_Task goal:_
Number of lines below with "plain": work it out and reply with that number only.

::: Task material :::

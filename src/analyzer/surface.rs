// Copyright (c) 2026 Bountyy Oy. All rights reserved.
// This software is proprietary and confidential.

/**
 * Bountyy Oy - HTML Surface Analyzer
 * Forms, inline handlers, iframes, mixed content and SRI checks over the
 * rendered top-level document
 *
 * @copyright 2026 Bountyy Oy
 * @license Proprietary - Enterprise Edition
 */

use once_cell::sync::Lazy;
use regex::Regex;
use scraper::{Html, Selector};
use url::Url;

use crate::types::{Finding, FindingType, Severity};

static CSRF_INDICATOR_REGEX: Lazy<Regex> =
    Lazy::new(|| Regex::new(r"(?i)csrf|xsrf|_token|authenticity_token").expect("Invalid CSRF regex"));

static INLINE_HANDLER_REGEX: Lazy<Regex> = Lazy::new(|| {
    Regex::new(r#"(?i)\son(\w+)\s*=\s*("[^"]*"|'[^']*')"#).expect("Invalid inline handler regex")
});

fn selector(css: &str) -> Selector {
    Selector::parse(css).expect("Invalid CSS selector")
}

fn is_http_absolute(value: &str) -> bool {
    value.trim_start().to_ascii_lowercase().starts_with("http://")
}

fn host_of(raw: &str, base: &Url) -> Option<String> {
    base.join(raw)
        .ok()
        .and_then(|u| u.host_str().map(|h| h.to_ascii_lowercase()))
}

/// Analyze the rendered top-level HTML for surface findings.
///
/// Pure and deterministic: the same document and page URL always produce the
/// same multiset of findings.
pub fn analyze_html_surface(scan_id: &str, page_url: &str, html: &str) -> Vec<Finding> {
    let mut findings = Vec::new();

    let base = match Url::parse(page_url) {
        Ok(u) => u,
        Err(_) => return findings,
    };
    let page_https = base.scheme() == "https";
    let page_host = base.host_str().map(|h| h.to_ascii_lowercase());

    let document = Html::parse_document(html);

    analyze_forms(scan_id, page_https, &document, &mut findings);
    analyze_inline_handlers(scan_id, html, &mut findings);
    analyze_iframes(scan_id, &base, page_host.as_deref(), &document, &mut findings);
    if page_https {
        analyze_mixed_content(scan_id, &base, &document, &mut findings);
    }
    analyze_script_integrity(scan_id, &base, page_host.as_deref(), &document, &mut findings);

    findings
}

:::
::: Task material :::

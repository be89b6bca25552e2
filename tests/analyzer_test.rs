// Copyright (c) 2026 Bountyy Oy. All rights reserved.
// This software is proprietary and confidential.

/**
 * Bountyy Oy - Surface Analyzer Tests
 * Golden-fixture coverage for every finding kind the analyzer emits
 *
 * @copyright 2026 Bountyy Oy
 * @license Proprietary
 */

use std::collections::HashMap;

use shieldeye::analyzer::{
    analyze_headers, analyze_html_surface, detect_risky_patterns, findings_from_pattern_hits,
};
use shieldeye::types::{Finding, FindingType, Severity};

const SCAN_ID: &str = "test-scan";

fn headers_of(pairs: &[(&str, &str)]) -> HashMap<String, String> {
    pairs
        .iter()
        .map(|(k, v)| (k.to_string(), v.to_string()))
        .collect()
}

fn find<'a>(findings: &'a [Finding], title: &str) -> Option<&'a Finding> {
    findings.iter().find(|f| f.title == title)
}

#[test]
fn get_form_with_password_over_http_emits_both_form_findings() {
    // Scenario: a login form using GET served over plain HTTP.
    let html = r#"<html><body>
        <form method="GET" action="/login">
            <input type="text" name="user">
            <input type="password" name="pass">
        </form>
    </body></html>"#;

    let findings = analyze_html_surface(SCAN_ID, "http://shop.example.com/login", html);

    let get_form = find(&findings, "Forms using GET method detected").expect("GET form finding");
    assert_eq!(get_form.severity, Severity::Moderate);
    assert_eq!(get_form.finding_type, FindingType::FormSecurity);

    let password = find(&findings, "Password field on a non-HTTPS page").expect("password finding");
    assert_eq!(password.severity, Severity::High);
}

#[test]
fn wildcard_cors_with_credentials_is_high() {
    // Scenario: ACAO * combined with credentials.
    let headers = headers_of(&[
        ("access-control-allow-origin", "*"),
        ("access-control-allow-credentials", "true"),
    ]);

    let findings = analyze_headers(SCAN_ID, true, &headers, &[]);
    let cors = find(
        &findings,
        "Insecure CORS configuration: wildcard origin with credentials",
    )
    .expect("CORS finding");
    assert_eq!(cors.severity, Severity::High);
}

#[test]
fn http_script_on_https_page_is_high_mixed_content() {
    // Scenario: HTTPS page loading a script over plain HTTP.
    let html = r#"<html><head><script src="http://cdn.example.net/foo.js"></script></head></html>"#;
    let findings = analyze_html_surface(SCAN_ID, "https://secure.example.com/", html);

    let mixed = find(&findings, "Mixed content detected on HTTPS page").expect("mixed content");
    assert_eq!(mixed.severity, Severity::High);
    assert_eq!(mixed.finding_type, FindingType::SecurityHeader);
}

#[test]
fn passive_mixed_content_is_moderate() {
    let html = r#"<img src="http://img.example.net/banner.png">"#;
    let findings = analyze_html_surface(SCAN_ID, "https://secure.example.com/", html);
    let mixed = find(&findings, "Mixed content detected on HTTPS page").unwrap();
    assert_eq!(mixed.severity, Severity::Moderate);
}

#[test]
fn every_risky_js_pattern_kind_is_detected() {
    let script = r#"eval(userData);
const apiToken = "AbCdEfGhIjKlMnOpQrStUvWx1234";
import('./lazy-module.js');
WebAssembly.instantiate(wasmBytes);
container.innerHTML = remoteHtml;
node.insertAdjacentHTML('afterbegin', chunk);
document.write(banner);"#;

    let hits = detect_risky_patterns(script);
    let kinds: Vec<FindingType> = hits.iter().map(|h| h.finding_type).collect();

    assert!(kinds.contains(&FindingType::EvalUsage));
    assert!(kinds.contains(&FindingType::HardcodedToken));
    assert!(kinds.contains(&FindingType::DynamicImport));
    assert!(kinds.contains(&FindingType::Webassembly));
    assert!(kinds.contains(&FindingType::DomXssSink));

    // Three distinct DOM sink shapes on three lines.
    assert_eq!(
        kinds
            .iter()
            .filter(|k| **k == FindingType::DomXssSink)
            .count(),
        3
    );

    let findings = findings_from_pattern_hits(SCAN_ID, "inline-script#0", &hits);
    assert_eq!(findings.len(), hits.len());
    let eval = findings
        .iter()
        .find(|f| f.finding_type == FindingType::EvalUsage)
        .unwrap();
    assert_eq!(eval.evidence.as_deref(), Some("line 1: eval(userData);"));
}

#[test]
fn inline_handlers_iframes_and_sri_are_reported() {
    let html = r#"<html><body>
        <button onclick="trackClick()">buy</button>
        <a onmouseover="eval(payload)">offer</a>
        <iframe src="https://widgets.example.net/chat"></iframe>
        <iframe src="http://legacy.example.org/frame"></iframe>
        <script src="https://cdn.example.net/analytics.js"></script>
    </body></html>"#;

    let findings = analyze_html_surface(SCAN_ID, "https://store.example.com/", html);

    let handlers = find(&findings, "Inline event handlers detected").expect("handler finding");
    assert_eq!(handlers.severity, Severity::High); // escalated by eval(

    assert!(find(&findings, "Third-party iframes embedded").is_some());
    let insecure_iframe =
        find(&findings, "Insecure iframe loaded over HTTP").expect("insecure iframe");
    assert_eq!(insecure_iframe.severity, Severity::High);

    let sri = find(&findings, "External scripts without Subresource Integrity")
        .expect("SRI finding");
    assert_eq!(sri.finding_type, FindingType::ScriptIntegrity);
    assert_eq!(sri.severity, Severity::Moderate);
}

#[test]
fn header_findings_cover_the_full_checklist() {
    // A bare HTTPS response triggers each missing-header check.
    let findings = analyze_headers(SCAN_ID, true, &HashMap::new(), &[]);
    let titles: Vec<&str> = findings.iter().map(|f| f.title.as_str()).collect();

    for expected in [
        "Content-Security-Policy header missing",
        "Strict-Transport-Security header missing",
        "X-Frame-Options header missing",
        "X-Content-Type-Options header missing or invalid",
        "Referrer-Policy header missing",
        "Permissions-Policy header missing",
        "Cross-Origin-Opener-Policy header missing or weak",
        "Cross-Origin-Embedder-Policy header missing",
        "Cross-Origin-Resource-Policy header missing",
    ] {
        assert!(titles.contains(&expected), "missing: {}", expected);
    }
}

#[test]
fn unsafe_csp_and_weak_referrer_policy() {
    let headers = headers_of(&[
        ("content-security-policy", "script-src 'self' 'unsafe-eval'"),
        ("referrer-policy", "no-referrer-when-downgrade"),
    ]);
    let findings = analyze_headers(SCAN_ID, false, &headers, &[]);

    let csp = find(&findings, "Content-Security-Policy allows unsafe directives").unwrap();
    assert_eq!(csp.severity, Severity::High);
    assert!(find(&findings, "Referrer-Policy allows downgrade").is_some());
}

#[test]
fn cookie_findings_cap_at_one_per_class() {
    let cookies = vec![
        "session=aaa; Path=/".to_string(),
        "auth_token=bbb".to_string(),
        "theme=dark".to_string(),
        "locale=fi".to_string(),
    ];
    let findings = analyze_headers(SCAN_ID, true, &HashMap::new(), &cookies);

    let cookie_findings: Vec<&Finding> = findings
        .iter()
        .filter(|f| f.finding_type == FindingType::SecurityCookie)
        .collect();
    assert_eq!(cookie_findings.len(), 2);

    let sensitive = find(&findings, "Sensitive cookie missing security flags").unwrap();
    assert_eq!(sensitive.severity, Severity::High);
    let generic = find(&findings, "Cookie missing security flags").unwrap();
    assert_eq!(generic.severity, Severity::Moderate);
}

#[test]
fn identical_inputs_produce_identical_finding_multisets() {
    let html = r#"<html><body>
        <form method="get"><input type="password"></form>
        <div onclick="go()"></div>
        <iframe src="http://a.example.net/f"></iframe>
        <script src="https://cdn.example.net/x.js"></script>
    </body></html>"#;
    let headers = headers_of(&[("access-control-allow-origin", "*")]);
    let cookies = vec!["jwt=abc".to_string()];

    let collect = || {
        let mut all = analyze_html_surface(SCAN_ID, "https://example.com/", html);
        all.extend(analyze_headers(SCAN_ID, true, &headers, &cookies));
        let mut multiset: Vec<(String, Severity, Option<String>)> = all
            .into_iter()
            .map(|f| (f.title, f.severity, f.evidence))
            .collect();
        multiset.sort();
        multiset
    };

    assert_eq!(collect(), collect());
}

:::
::: Task material :::

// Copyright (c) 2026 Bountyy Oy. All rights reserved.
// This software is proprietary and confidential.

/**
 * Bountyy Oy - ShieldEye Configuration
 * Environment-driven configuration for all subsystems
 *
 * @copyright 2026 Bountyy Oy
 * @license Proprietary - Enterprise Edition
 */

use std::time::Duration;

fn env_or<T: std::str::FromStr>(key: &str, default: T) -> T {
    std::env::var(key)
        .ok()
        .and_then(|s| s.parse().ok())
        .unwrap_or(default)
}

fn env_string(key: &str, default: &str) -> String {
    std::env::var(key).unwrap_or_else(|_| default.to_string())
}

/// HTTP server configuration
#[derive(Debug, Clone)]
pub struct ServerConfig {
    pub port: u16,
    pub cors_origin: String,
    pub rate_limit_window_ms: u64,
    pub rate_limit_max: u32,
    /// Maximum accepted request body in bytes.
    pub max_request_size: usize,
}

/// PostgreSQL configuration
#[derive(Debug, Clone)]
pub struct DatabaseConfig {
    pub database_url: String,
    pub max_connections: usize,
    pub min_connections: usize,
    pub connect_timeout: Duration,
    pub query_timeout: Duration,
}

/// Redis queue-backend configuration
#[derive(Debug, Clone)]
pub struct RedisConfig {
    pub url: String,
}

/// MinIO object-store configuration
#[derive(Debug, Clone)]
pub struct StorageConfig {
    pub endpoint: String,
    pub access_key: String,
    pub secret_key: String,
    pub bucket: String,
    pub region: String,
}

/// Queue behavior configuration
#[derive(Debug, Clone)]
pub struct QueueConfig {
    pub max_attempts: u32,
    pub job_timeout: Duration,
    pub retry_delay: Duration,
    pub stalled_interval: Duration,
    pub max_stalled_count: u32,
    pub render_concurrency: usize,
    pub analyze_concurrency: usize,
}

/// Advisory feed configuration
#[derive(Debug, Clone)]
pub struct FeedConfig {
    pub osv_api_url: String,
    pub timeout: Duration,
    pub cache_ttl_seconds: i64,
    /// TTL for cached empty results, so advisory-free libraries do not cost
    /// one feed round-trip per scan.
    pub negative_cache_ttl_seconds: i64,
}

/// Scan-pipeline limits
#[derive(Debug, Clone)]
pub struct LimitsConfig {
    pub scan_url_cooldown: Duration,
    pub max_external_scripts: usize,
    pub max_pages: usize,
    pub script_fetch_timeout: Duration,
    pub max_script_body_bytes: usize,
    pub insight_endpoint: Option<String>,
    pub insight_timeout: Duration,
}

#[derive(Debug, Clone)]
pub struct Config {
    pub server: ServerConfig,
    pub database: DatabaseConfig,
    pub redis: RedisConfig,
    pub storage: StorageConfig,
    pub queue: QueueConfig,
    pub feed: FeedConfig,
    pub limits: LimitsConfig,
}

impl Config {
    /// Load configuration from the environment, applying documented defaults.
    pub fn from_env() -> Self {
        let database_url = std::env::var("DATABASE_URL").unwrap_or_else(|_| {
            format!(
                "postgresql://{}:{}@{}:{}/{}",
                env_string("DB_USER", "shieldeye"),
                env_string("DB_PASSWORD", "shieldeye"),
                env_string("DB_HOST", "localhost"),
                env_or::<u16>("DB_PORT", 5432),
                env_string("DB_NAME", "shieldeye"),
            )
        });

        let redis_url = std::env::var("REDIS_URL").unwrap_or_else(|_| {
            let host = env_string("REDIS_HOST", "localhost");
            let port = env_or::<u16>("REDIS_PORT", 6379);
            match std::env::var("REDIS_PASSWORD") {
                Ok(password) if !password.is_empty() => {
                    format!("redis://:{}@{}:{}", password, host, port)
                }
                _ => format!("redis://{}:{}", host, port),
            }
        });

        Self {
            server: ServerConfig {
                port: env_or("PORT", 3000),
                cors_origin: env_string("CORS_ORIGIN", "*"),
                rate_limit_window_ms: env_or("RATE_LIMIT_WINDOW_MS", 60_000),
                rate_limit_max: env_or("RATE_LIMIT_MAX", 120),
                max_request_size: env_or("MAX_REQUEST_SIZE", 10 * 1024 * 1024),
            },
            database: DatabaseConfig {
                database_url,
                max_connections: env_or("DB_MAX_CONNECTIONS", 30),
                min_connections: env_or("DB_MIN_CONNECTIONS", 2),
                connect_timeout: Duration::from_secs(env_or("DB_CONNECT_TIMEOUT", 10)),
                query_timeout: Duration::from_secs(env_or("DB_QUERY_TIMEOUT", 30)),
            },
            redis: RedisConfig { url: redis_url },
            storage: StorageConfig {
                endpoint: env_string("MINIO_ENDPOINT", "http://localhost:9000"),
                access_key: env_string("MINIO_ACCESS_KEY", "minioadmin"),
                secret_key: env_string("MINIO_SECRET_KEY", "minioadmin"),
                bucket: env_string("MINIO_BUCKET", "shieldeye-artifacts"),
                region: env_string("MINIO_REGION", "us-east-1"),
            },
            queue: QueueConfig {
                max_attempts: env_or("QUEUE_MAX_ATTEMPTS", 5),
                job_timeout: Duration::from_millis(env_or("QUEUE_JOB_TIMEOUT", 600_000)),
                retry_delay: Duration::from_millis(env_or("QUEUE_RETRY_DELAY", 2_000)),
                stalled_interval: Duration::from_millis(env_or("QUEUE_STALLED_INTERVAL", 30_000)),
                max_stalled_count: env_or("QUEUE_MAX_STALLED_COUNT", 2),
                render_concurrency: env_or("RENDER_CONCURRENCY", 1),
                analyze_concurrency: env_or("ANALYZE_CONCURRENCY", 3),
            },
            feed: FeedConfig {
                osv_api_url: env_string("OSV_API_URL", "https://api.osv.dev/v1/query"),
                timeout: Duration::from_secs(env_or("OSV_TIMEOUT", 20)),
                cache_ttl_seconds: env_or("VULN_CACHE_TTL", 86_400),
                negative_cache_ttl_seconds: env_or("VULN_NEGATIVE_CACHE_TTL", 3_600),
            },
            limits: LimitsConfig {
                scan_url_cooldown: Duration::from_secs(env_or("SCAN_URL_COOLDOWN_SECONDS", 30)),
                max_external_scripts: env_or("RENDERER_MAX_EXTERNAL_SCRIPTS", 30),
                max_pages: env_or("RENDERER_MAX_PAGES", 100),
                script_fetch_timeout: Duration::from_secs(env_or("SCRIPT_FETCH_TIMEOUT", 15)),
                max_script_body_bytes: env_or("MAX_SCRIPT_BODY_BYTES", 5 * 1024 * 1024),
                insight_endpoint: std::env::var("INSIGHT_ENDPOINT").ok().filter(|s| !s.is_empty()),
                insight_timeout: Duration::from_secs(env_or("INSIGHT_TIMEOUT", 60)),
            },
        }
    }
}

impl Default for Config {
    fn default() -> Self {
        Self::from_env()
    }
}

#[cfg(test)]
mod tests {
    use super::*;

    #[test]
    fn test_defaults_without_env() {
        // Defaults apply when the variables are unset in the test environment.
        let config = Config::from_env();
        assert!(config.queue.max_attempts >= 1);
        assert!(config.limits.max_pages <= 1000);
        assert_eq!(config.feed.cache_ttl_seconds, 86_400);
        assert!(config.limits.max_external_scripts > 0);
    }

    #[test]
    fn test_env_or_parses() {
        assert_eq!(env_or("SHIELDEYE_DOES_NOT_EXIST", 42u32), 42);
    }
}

:::

_Problem solution:_
2